PolicyBrief
S. 3928
119th CongressFeb 26th 2026
SCOPE Act of 2026
IN COMMITTEE

The SCOPE Act of 2026 mandates that the EPA conduct a study and establish standardized guidance for industrial facilities to calculate and report indirect, value-chain greenhouse gas emissions.

Adam Schiff
D

Adam Schiff

Senator

CA

LEGISLATION

SCOPE Act of 2026 Directs EPA to Standardize Supply Chain Emission Metrics for Industrial Facilities

The SCOPE Act of 2026 is essentially a request for a massive technical playbook. It directs the EPA to spend a year studying 'Scope 3' emissions—the indirect greenhouse gases that happen upstream and downstream in a company’s value chain—and then publish official guidance on how to track them. While it doesn't immediately slap new taxes or fines on businesses, it sets the stage for how industrial facilities like factories and refineries will be expected to measure the environmental footprint of their entire supply network, from the raw materials they buy to the products they ship out.
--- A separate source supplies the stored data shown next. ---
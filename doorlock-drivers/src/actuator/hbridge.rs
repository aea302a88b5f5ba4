//! DC latch motor behind an H-bridge
//!
//! Two inputs select the direction: `IN1` high and `IN2` low drives the
//! latch open, the reverse drives it shut, both low stops the motor. A run
//! is timed rather than sensed; the motor is driven for a fixed time and
//! then stopped.
//!
//! ```ignore
//! let mut latch = HBridgeActuator::new(in1, in2, delay, HBridgeConfig::default());
//! latch.open()?;   // blocks for the whole run
//! latch.close()?;
//! ```

use embedded_hal::delay::DelayNs;
use embedded_hal::digital::{OutputPin, PinState};

use doorlock_core::traits::{Actuator, ActuatorError};

/// Motor run timing
#[derive(Debug, Clone)]
#[cfg_attr(feature = "defmt", derive(defmt::Format))]
pub struct HBridgeConfig {
    /// Time to drive the latch end to end (ms)
    pub run_ms: u32,
    /// Settling time after the motor is stopped (ms)
    pub brake_ms: u32,
}

impl Default for HBridgeConfig {
    fn default() -> Self {
        Self {
            run_ms: 2000,
            brake_ms: 20,
        }
    }
}

/// Last position the latch was driven to
#[derive(Debug, Clone, Copy, PartialEq, Eq)]
#[cfg_attr(feature = "defmt", derive(defmt::Format))]
pub enum LatchPosition {
    /// Not driven since power-up, or a run failed part-way
    Unknown,
    Open,
    Locked,
}

#[derive(Clone, Copy)]
enum Direction {
    Open,
    Close,
}

/// H-bridge latch driver
pub struct HBridgeActuator<A, B, D> {
    in1: A,
    in2: B,
    delay: D,
    config: HBridgeConfig,
    position: LatchPosition,
}

impl<A: OutputPin, B: OutputPin, D: DelayNs> HBridgeActuator<A, B, D> {
    /// Create the driver with the motor stopped
    pub fn new(in1: A, in2: B, delay: D, config: HBridgeConfig) -> Self {
        let mut actuator = Self {
            in1,
            in2,
            delay,
            config,
            position: LatchPosition::Unknown,
        };
        actuator.stop();
        actuator
    }

    /// Get the last position driven to
    pub fn position(&self) -> LatchPosition {
        self.position
    }

    /// Get the configuration
    pub fn config(&self) -> &HBridgeConfig {
        &self.config
    }

    /// Give back the pins and delay
    pub fn release(self) -> (A, B, D) {
        (self.in1, self.in2, self.delay)
    }

    fn set_inputs(&mut self, in1: bool, in2: bool) -> Result<(), ActuatorError> {
        // Lower one input before raising the other so both are never high together
        if in1 {
            self.in2.set_state(PinState::from(in2)).map_err(|_| ActuatorError::Drive)?;
            self.in1.set_state(PinState::from(in1)).map_err(|_| ActuatorError::Drive)?;
        } else {
            self.in1.set_state(PinState::from(in1)).map_err(|_| ActuatorError::Drive)?;
            self.in2.set_state(PinState::from(in2)).map_err(|_| ActuatorError::Drive)?;
        }
        Ok(())
    }

    fn run(&mut self, direction: Direction) -> Result<(), ActuatorError> {
        self.position = LatchPosition::Unknown;

        let (in1, in2) = match direction {
            Direction::Open => (true, false),
            Direction::Close => (false, true),
        };
        if let Err(e) = self.set_inputs(in1, in2) {
            self.stop();
            return Err(e);
        }
        self.delay.delay_ms(self.config.run_ms);

        self.set_inputs(false, false)?;
        self.delay.delay_ms(self.config.brake_ms);

        self.position = match direction {
            Direction::Open => LatchPosition::Open,
            Direction::Close => LatchPosition::Locked,
        };
        Ok(())
    }
}

impl<A: OutputPin, B: OutputPin, D: DelayNs> Actuator for HBridgeActuator<A, B, D> {
    fn open(&mut self) -> Result<(), ActuatorError> {
        self.run(Direction::Open)
    }

    fn close(&mut self) -> Result<(), ActuatorError> {
        self.run(Direction::Close)
    }

    fn stop(&mut self) {
        // Best effort: a pin that cannot be driven low has nothing better to fall back to
        let _ = self.in1.set_low();
        let _ = self.in2.set_low();
    }
}
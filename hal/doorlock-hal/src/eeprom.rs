//! Word-addressed persistent storage
//!
//! The Control node keeps its configuration in a small EEPROM block
//! addressed in 32-bit words. Each access runs to completion before the
//! call returns; there is no batching or caching at this layer.

/// Value of a word that has never been written
pub const ERASED_WORD: u32 = 0xFFFF_FFFF;

/// Errors from word storage operations
#[derive(Debug, Clone, Copy, PartialEq, Eq)]
#[cfg_attr(feature = "defmt", derive(defmt::Format))]
pub enum EepromError {
    /// Offset lies outside the storage block
    OutOfRange,
    /// Controller did not finish the operation
    Busy,
    /// Write could not be committed
    WriteFailed,
}

/// Word-addressed non-volatile storage
pub trait WordStorage {
    /// Error type for storage operations
    type Error: core::fmt::Debug;

    /// Read the word at `offset`
    fn read_word(&mut self, offset: u32) -> Result<u32, Self::Error>;

    /// Write `value` to the word at `offset`
    ///
    /// Returns once the word is committed.
    fn write_word(&mut self, offset: u32, value: u32) -> Result<(), Self::Error>;

    /// Number of addressable words
    fn capacity_words(&self) -> u32;
}

impl<T: WordStorage + ?Sized> WordStorage for &mut T {
    type Error = T::Error;

    fn read_word(&mut self, offset: u32) -> Result<u32, Self::Error> {
        T::read_word(self, offset)
    }

    fn write_word(&mut self, offset: u32, value: u32) -> Result<(), Self::Error> {
        T::write_word(self, offset, value)
    }

    fn capacity_words(&self) -> u32 {
        T::capacity_words(self)
    }
}

/// RAM-backed storage block
///
/// Starts fully erased. Used by the host simulator and by tests.
#[derive(Debug, Clone)]
pub struct RamEeprom<const N: usize> {
    words: [u32; N],
}

impl<const N: usize> Default for RamEeprom<N> {
    fn default() -> Self {
        Self::new()
    }
}

impl<const N: usize> RamEeprom<N> {
    /// Create an erased block
    pub const fn new() -> Self {
        Self {
            words: [ERASED_WORD; N],
        }
    }

    /// Create a block with preset contents
    pub const fn from_words(words: [u32; N]) -> Self {
        Self { words }
    }

    /// Raw contents, for inspection
    pub fn words(&self) -> &[u32; N] {
        &self.words
    }
}

impl<const N: usize> WordStorage for RamEeprom<N> {
    type Error = EepromError;

    fn read_word(&mut self, offset: u32) -> Result<u32, Self::Error> {
        self.words
            .get(offset as usize)
            .copied()
            .ok_or(EepromError::OutOfRange)
    }

    fn write_word(&mut self, offset: u32, value: u32) -> Result<(), Self::Error> {
        let slot = self
            .words
            .get_mut(offset as usize)
            .ok_or(EepromError::OutOfRange)?;
        *slot = value;
        Ok(())
    }

    fn capacity_words(&self) -> u32 {
        N as u32
    }
}
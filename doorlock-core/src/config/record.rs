//! Persisted record layout
//!
//! Five consecutive 32-bit words:
//!
//! | Word | Contents                                        |
//! |------|-------------------------------------------------|
//! | 0    | validity tag, [`RECORD_MAGIC`] when valid       |
//! | 1    | initialized flag (1 = true, anything else false)|
//! | 2    | timeout seconds in the low byte                 |
//! | 3    | credential bytes 0..=3, little-endian           |
//! | 4    | credential byte 4 in the low byte               |

use doorlock_protocol::{Credential, CREDENTIAL_LEN};

use super::Configuration;

/// Tag value marking a valid record
pub const RECORD_MAGIC: u32 = 0xA5A5_C0DE;

/// Tag value written to invalidate a record
pub const RECORD_INVALID: u32 = 0;

/// Number of words in a record
pub const RECORD_WORDS: usize = 5;

// Word offsets within the record
pub const OFFSET_TAG: usize = 0;
pub const OFFSET_INITIALIZED: usize = 1;
pub const OFFSET_TIMEOUT: usize = 2;
pub const OFFSET_CREDENTIAL_LOW: usize = 3;
pub const OFFSET_CREDENTIAL_HIGH: usize = 4;

/// Raw record words
#[derive(Debug, Clone, Copy, PartialEq, Eq)]
#[cfg_attr(feature = "defmt", derive(defmt::Format))]
pub struct PersistedRecord {
    pub words: [u32; RECORD_WORDS],
}

impl PersistedRecord {
    /// Lay out a configuration as record words, tag included
    ///
    /// The timeout is clamped before it is stored.
    pub fn encode(config: &Configuration) -> Self {
        let config = config.normalized();
        let c = config.credential.as_bytes();

        let mut words = [0u32; RECORD_WORDS];
        words[OFFSET_TAG] = RECORD_MAGIC;
        words[OFFSET_INITIALIZED] = u32::from(config.initialized);
        words[OFFSET_TIMEOUT] = u32::from(config.timeout_seconds);
        words[OFFSET_CREDENTIAL_LOW] = u32::from_le_bytes([c[0], c[1], c[2], c[3]]);
        words[OFFSET_CREDENTIAL_HIGH] = u32::from(c[4]);
        Self { words }
    }

    /// Whether the tag marks the record as valid
    pub fn is_valid(&self) -> bool {
        self.words[OFFSET_TAG] == RECORD_MAGIC
    }

    /// Interpret the words as a configuration
    ///
    /// Returns `None` when the tag is wrong or the stored credential is not
    /// five digits. The timeout comes back clamped.
    pub fn decode(&self) -> Option<Configuration> {
        if !self.is_valid() {
            return None;
        }

        let low = self.words[OFFSET_CREDENTIAL_LOW].to_le_bytes();
        let high = self.words[OFFSET_CREDENTIAL_HIGH].to_le_bytes()[0];
        let bytes: [u8; CREDENTIAL_LEN] = [low[0], low[1], low[2], low[3], high];
        let credential = Credential::new(bytes).ok()?;

        let timeout = self.words[OFFSET_TIMEOUT].to_le_bytes()[0];

        Some(
            Configuration {
                credential,
                timeout_seconds: timeout,
                initialized: self.words[OFFSET_INITIALIZED] == 1,
            }
            .normalized(),
        )
    }
}

#[cfg(test)]
mod tests {
    use super::*;

    fn provisioned(digits: &[u8; 5], timeout: u8) -> Configuration {
        Configuration::default()
            .with_credential(Credential::new(*digits).unwrap())
            .with_timeout(timeout)
    }

    #[test]
    fn test_encode_layout() {
        let record = PersistedRecord::encode(&provisioned(b"13579", 12));
        assert_eq!(record.words[0], RECORD_MAGIC);
        assert_eq!(record.words[1], 1);
        assert_eq!(record.words[2], 12);
        assert_eq!(record.words[3], u32::from_le_bytes(*b"1357"));
        assert_eq!(record.words[4], u32::from(b'9'));
    }

    #[test]
    fn test_decode_encoded() {
        let config = provisioned(b"00042", 30);
        assert_eq!(PersistedRecord::encode(&config).decode(), Some(config));
    }

    #[test]
    fn test_bad_tag_is_absent() {
        let mut record = PersistedRecord::encode(&provisioned(b"11111", 10));
        record.words[OFFSET_TAG] = RECORD_INVALID;
        assert_eq!(record.decode(), None);

        let erased = PersistedRecord { words: [0xFFFF_FFFF; RECORD_WORDS] };
        assert_eq!(erased.decode(), None);
    }

    #[test]
    fn test_non_digit_credential_is_absent() {
        let mut record = PersistedRecord::encode(&provisioned(b"11111", 10));
        record.words[OFFSET_CREDENTIAL_HIGH] = 0xFF;
        assert_eq!(record.decode(), None);
    }

    #[test]
    fn test_decode_clamps_timeout_and_reads_low_byte() {
        let mut record = PersistedRecord::encode(&provisioned(b"11111", 10));
        record.words[OFFSET_TIMEOUT] = 0x0000_0102;
        assert_eq!(record.decode().unwrap().timeout_seconds, 5);

        record.words[OFFSET_TIMEOUT] = 0xFFFF_FF1E;
        assert_eq!(record.decode().unwrap().timeout_seconds, 30);
    }

    #[test]
    fn test_initialized_only_when_one() {
        let mut record = PersistedRecord::encode(&provisioned(b"11111", 10));
        record.words[OFFSET_INITIALIZED] = 2;
        assert!(!record.decode().unwrap().initialized);
        record.words[OFFSET_INITIALIZED] = 0;
        assert!(!record.decode().unwrap().initialized);
    }
}
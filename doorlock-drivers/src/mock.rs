//! Test doubles for `embedded-hal` pins and delays

use std::vec::Vec;

use embedded_hal::delay::DelayNs;
use embedded_hal::digital::{Error, ErrorKind, ErrorType, OutputPin};

#[derive(Debug)]
pub struct MockPinError;

impl Error for MockPinError {
    fn kind(&self) -> ErrorKind {
        ErrorKind::Other
    }
}

/// Output pin recording every level it is set to
#[derive(Debug, Default)]
pub struct MockPin {
    history: Vec<bool>,
    failing: bool,
}

impl MockPin {
    pub fn new() -> Self {
        Self::default()
    }

    /// Pin whose every write fails
    pub fn failing() -> Self {
        Self {
            history: Vec::new(),
            failing: true,
        }
    }

    pub fn history(&self) -> &[bool] {
        &self.history
    }

    pub fn is_high(&self) -> bool {
        self.history.last().copied().unwrap_or(false)
    }

    fn set(&mut self, high: bool) -> Result<(), MockPinError> {
        if self.failing {
            return Err(MockPinError);
        }
        self.history.push(high);
        Ok(())
    }
}

impl ErrorType for MockPin {
    type Error = MockPinError;
}

impl OutputPin for MockPin {
    fn set_low(&mut self) -> Result<(), Self::Error> {
        self.set(false)
    }

    fn set_high(&mut self) -> Result<(), Self::Error> {
        self.set(true)
    }
}

/// Delay that only adds up the requested time
#[derive(Debug, Default)]
pub struct MockDelay {
    total_ns: u64,
}

impl MockDelay {
    pub fn new() -> Self {
        Self::default()
    }

    pub fn total_ms(&self) -> u64 {
        self.total_ns / 1_000_000
    }
}

impl DelayNs for MockDelay {
    fn delay_ns(&mut self, ns: u32) {
        self.total_ns += u64::from(ns);
    }

    fn delay_ms(&mut self, ms: u32) {
        self.total_ns += u64::from(ms) * 1_000_000;
    }
}
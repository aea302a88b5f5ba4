//! Monotonic time source
//!
//! A periodic tick provides millisecond timestamps. Nothing here sleeps:
//! timeout-bounded waits compare against a [`Deadline`] instead of spinning
//! on a fixed loop count.

/// Monotonic millisecond clock
pub trait Clock {
    /// Milliseconds since an arbitrary, fixed origin
    fn now_ms(&self) -> u64;
}

impl<T: Clock + ?Sized> Clock for &T {
    fn now_ms(&self) -> u64 {
        T::now_ms(self)
    }
}

/// Point in time after which a wait is abandoned
#[derive(Debug, Clone, Copy, PartialEq, Eq)]
#[cfg_attr(feature = "defmt", derive(defmt::Format))]
pub struct Deadline {
    at_ms: u64,
}

impl Deadline {
    /// Deadline `timeout_ms` from now
    pub fn after<C: Clock + ?Sized>(clock: &C, timeout_ms: u32) -> Self {
        Self {
            at_ms: clock.now_ms().saturating_add(u64::from(timeout_ms)),
        }
    }

    /// Check whether the deadline has passed
    pub fn expired<C: Clock + ?Sized>(&self, clock: &C) -> bool {
        clock.now_ms() >= self.at_ms
    }

    /// Milliseconds left before the deadline (zero once expired)
    pub fn remaining_ms<C: Clock + ?Sized>(&self, clock: &C) -> u64 {
        self.at_ms.saturating_sub(clock.now_ms())
    }
}
//! Latch actuator trait

/// Errors that can occur when driving the latch
#[derive(Debug, Clone, Copy, PartialEq, Eq)]
#[cfg_attr(feature = "defmt", derive(defmt::Format))]
pub enum ActuatorError {
    /// Drive outputs could not be set
    Drive,
    /// Latch did not reach its end position
    Stalled,
}

/// Motorized door latch
///
/// `open` and `close` block for the whole run of the motor and leave it
/// braked afterwards. The Control node does not service the link while
/// they run.
pub trait Actuator {
    /// Drive the latch to the open position
    fn open(&mut self) -> Result<(), ActuatorError>;

    /// Drive the latch to the locked position
    fn close(&mut self) -> Result<(), ActuatorError>;

    /// De-energize the motor immediately
    fn stop(&mut self);
}

impl<T: Actuator + ?Sized> Actuator for &mut T {
    fn open(&mut self) -> Result<(), ActuatorError> {
        T::open(self)
    }

    fn close(&mut self) -> Result<(), ActuatorError> {
        T::close(self)
    }

    fn stop(&mut self) {
        T::stop(self)
    }
}
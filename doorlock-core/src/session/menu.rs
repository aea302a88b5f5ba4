//! Main menu navigation

use crate::traits::Key;

/// Main menu entries, in display order
#[derive(Debug, Clone, Copy, PartialEq, Eq)]
#[cfg_attr(feature = "defmt", derive(defmt::Format))]
pub enum MenuItem {
    OpenDoor,
    SetTimeout,
    ChangeCredential,
    ResetSystem,
}

impl MenuItem {
    /// All entries in display order
    pub const ALL: [MenuItem; 4] = [
        MenuItem::OpenDoor,
        MenuItem::SetTimeout,
        MenuItem::ChangeCredential,
        MenuItem::ResetSystem,
    ];

    /// Text shown on the bottom row
    pub fn label(self) -> &'static str {
        match self {
            MenuItem::OpenDoor => "Open Door",
            MenuItem::SetTimeout => "Set Timeout",
            MenuItem::ChangeCredential => "Change Password",
            MenuItem::ResetSystem => "Reset System",
        }
    }

    fn index(self) -> usize {
        match self {
            MenuItem::OpenDoor => 0,
            MenuItem::SetTimeout => 1,
            MenuItem::ChangeCredential => 2,
            MenuItem::ResetSystem => 3,
        }
    }

    /// Following entry, wrapping around
    pub fn next(self) -> Self {
        Self::ALL[(self.index() + 1) % Self::ALL.len()]
    }

    /// Preceding entry, wrapping around
    pub fn previous(self) -> Self {
        Self::ALL[(self.index() + Self::ALL.len() - 1) % Self::ALL.len()]
    }
}

/// Menu cursor
#[derive(Debug, Clone, Copy, PartialEq, Eq)]
#[cfg_attr(feature = "defmt", derive(defmt::Format))]
pub struct Menu {
    selected: MenuItem,
}

impl Default for Menu {
    fn default() -> Self {
        Self::new()
    }
}

impl Menu {
    /// Cursor on the first entry
    pub fn new() -> Self {
        Self {
            selected: MenuItem::OpenDoor,
        }
    }

    /// Entry under the cursor
    pub fn selected(&self) -> MenuItem {
        self.selected
    }

    /// Apply a key press
    ///
    /// Returns the entry to run when the key activates it.
    pub fn handle(&mut self, key: Key) -> Option<MenuItem> {
        match key {
            Key::Next => {
                self.selected = self.selected.next();
                None
            }
            Key::Previous => {
                self.selected = self.selected.previous();
                None
            }
            Key::Enter => Some(self.selected),
            _ => None,
        }
    }
}

#[cfg(test)]
mod tests {
    use super::*;

    #[test]
    fn test_navigation_wraps() {
        let mut menu = Menu::new();
        menu.handle(Key::Previous);
        assert_eq!(menu.selected(), MenuItem::ResetSystem);
        menu.handle(Key::Next);
        assert_eq!(menu.selected(), MenuItem::OpenDoor);
    }

    #[test]
    fn test_enter_activates_selection() {
        let mut menu = Menu::new();
        menu.handle(Key::Next);
        menu.handle(Key::Next);
        assert_eq!(menu.handle(Key::Enter), Some(MenuItem::ChangeCredential));
        assert_eq!(menu.handle(Key::Digit(b'1')), None);
        assert_eq!(menu.handle(Key::Clear), None);
        assert_eq!(menu.selected(), MenuItem::ChangeCredential);
    }

    #[test]
    fn test_next_cycles_through_all() {
        let mut item = MenuItem::OpenDoor;
        for expected in MenuItem::ALL.iter().cycle().skip(1).take(8) {
            item = item.next();
            assert_eq!(item, *expected);
        }
    }
}
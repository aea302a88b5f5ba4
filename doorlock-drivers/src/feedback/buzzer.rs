//! Piezo buzzer on a GPIO pin
//!
//! An active buzzer sounds while its pin is high. Pin errors are ignored:
//! feedback is advisory and a stuck buzzer must not stall the HMI.

use embedded_hal::delay::DelayNs;
use embedded_hal::digital::OutputPin;

use doorlock_core::traits::Feedback;

/// Length of the key click (ms)
pub const CLICK_MS: u32 = 30;

/// Buzzer driven directly from an output pin
pub struct PinBuzzer<P, D> {
    pin: P,
    delay: D,
    click_ms: u32,
}

impl<P: OutputPin, D: DelayNs> PinBuzzer<P, D> {
    /// Create a silent buzzer
    pub fn new(pin: P, delay: D) -> Self {
        let mut buzzer = Self {
            pin,
            delay,
            click_ms: CLICK_MS,
        };
        buzzer.off();
        buzzer
    }

    /// Change the key click length
    pub fn with_click_ms(mut self, click_ms: u32) -> Self {
        self.click_ms = click_ms;
        self
    }

    /// Give back the pin and delay
    pub fn release(self) -> (P, D) {
        (self.pin, self.delay)
    }
}

impl<P: OutputPin, D: DelayNs> Feedback for PinBuzzer<P, D> {
    fn beep_short(&mut self) {
        self.on();
        self.delay.delay_ms(self.click_ms);
        self.off();
    }

    fn on(&mut self) {
        let _ = self.pin.set_high();
    }

    fn off(&mut self) {
        let _ = self.pin.set_low();
    }
}
//! Latch actuator implementations

pub mod hbridge;

pub use hbridge::{HBridgeActuator, HBridgeConfig, LatchPosition};
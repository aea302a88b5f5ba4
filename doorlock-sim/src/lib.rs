//! Host simulator for the door-lock system
//!
//! Runs the Control node engine and the HMI session in one process, each on
//! its own thread, joined by an in-memory serial link. Peripherals are
//! replaced by terminal and channel backed stand-ins:
//!
//! | Node    | Peripheral    | Stand-in                             |
//! |---------|---------------|--------------------------------------|
//! | both    | UART          | [`link::ChannelIo`] in a `SerialPort`|
//! | Control | EEPROM        | `RamEeprom`                          |
//! | Control | latch motor   | [`peripherals::SimLatch`]            |
//! | Control | status LED    | [`peripherals::TerminalLed`]         |
//! | HMI     | keypad        | [`keypad::ChannelKeypad`]            |
//! | HMI     | LCD           | [`display::TerminalDisplay`]         |
//! | HMI     | buzzer        | [`peripherals::TerminalBuzzer`]      |
//! | HMI     | potentiometer | [`peripherals::SimPot`]              |

pub mod display;
pub mod keypad;
pub mod link;
pub mod logger;
pub mod peripherals;

use doorlock_core::engine::Engine;
use doorlock_core::traits::{Actuator, Indicator};
use doorlock_hal::{SerialError, WordStorage};

use link::SimLink;

/// Words of simulated EEPROM
pub const EEPROM_WORDS: usize = 16;

/// Serve requests until the HMI end of the link goes away
///
/// Unlike [`Engine::run`], this returns, so the engine can be inspected
/// afterwards.
pub fn serve_until_closed<S, A, I>(engine: &mut Engine<S, A, I>, link: &mut SimLink)
where
    S: WordStorage,
    A: Actuator,
    I: Indicator,
{
    engine.announce();
    loop {
        match engine.poll(link) {
            Ok(_) => {}
            Err(SerialError::Closed) => {
                log::info!("link closed, control node stopping");
                return;
            }
            Err(e) => {
                log::warn!("link error: {:?}", e);
                engine.resync();
            }
        }
    }
}
//! Control node configuration

use doorlock_protocol::{clamp_timeout, Credential, DEFAULT_TIMEOUT_SECONDS};

/// Everything the Control node remembers across power cycles
#[derive(Debug, Clone, Copy, PartialEq, Eq)]
#[cfg_attr(feature = "defmt", derive(defmt::Format))]
pub struct Configuration {
    /// Access credential; meaningless until `initialized` is set
    pub credential: Credential,
    /// Auto-relock timeout in seconds (5..=30)
    pub timeout_seconds: u8,
    /// Whether a credential has been provisioned
    pub initialized: bool,
}

impl Default for Configuration {
    fn default() -> Self {
        Self {
            credential: Credential::default(),
            timeout_seconds: DEFAULT_TIMEOUT_SECONDS,
            initialized: false,
        }
    }
}

impl Configuration {
    /// Copy with the timeout clamped into range
    pub fn normalized(self) -> Self {
        Self {
            timeout_seconds: clamp_timeout(self.timeout_seconds),
            ..self
        }
    }

    /// Copy with a newly provisioned credential
    pub fn with_credential(self, credential: Credential) -> Self {
        Self {
            credential,
            initialized: true,
            ..self
        }
    }

    /// Copy with a new timeout, clamped into range
    pub fn with_timeout(self, seconds: u8) -> Self {
        Self {
            timeout_seconds: clamp_timeout(seconds),
            ..self
        }
    }

    /// Check a received credential
    ///
    /// Always false while uninitialized, whatever the default credential is.
    pub fn accepts(&self, candidate: &[u8; doorlock_protocol::CREDENTIAL_LEN]) -> bool {
        self.initialized && self.credential.matches(candidate)
    }
}
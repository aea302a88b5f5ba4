//! Minimal stderr logger

use std::io::Write;
use std::sync::OnceLock;
use std::time::Instant;

use log::{LevelFilter, Log, Metadata, Record, SetLoggerError};

struct StderrLogger {
    start: OnceLock<Instant>,
}

static LOGGER: StderrLogger = StderrLogger {
    start: OnceLock::new(),
};

impl Log for StderrLogger {
    fn enabled(&self, metadata: &Metadata) -> bool {
        metadata.level() <= log::max_level()
    }

    fn log(&self, record: &Record) {
        if !self.enabled(record.metadata()) {
            return;
        }
        let elapsed = self.start.get_or_init(Instant::now).elapsed();
        let thread = std::thread::current();
        let _ = writeln!(
            std::io::stderr().lock(),
            "[{:>4}.{:03} {:<5} {}] {}",
            elapsed.as_secs(),
            elapsed.subsec_millis(),
            record.level(),
            thread.name().unwrap_or("?"),
            record.args()
        );
    }

    fn flush(&self) {
        let _ = std::io::stderr().flush();
    }
}

/// Install the logger at `level`
pub fn init(level: LevelFilter) -> Result<(), SetLoggerError> {
    LOGGER.start.get_or_init(Instant::now);
    log::set_logger(&LOGGER)?;
    log::set_max_level(level);
    Ok(())
}
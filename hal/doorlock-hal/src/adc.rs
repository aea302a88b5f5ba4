//! Analog input abstraction

/// Full-scale reading of a 12-bit converter
pub const ADC_MAX: u16 = 4095;

/// Single analog channel
pub trait AnalogInput {
    /// Sample the channel, waiting at most `timeout_ms` for the conversion
    ///
    /// Returns a value in `0..=ADC_MAX`, or `None` if the conversion did not
    /// complete in time.
    fn read_timeout(&mut self, timeout_ms: u32) -> Option<u16>;
}

impl<T: AnalogInput + ?Sized> AnalogInput for &mut T {
    fn read_timeout(&mut self, timeout_ms: u32) -> Option<u16> {
        T::read_timeout(self, timeout_ms)
    }
}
Mapping the Supply Chain Maze Under Section 2, the EPA Administrator has one year to figure out the best way for 'direct emitters' to calculate these indirect emissions. Think of a local furniture manufacturer: they already report the smoke from their own chimneys, but under this guidance, they’d need a standardized way to estimate the carbon footprint of the lumber they bought from three states away and the delivery trucks that carry their sofas to customers. The bill requires the EPA to establish specific 'thresholds'—basically a line in the sand—to determine which facilities should bother reporting this data and how often they need to monitor it. For a plant manager or a small industrial supplier, this means the 'rules of the road' for environmental accounting are about to get a lot more detailed, even if they remain voluntary recommendations for now.

The Power of Definitions One detail worth watching is how the bill defines who actually has to follow this new guidance. While it targets traditional industrial categories, it also gives the EPA Administrator the power to include 'any other facility' they deem appropriate. This broad discretion means a business that doesn’t think of itself as a major polluter today could find itself encouraged to start rigorous data collection tomorrow. The guidance will also include 'methods for estimating missing data' (SEC. 2), which is a fancy way of saying the EPA will provide the math for companies to fill in the blanks when their suppliers aren't being transparent about their own emissions.

What This Means for the Bottom Line For the average person, this bill is a behind-the-scenes shift in how the products we buy are tracked. While the act explicitly states it doesn't change existing federal or state legal authority, it creates a standardized framework that could eventually become the industry norm. For a software developer at a logistics firm or a foreman at a manufacturing plant, the real-world impact is likely an increase in administrative 'homework.' If these recommendations become the standard for contracts or future laws, companies will need to invest more time and tech into auditing their suppliers, a cost that often trickles down to the price of the finished goods on the shelf.